Prompt: For each line in the data below, write an exact copy.

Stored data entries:

====

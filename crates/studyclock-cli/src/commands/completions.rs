use clap_complete::{generate, Shell};

pub fn run(shell: Shell, cmd: &mut clap::Command) {
    let name = cmd.get_name().to_string();
    generate(shell, cmd, name, &mut std::io::stdout());
}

====

Response:
filename crates/studyclock-cli/src/commands/completions.rs
use clap_complete::{generate, Shell};

pub fn run(shell: Shell, cmd: &mut clap::Command) {
    let name = cmd.get_name().to_string();
    generate(shell, cmd, name, &mut std::io::stdout());
}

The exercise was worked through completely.